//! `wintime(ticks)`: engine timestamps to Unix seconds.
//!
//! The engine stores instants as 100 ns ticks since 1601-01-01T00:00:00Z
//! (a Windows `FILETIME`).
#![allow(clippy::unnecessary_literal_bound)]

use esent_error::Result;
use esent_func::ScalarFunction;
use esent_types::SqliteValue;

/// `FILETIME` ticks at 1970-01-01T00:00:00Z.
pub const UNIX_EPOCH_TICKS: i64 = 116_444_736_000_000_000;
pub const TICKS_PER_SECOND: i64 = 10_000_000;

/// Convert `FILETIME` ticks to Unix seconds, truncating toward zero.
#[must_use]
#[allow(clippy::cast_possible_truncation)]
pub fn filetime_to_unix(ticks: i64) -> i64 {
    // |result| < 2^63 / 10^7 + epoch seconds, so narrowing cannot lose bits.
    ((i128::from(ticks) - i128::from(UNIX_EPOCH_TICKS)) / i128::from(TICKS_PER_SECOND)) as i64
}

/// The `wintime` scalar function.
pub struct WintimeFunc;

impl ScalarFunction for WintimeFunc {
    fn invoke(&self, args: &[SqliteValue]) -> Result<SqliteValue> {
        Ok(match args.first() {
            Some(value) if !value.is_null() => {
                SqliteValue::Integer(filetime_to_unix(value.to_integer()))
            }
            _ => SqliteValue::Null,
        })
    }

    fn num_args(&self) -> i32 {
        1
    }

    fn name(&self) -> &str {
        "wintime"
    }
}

┄┄┄┄┄┄

## Exercise prompt
Return exactly, and only, the line containing "fn invoke(&self, args: &[SqliteValue])" and every line after it through the end of the material.

## Task response
    fn invoke(&self, args: &[SqliteValue]) -> Result<SqliteValue> {
        Ok(match args.first() {
            Some(value) if !value.is_null() => {
                SqliteValue::Integer(filetime_to_unix(value.to_integer()))
            }
            _ => SqliteValue::Null,
        })
    }

    fn num_args(&self) -> i32 {
        1
    }

    fn name(&self) -> &str {
        "wintime"
    }
}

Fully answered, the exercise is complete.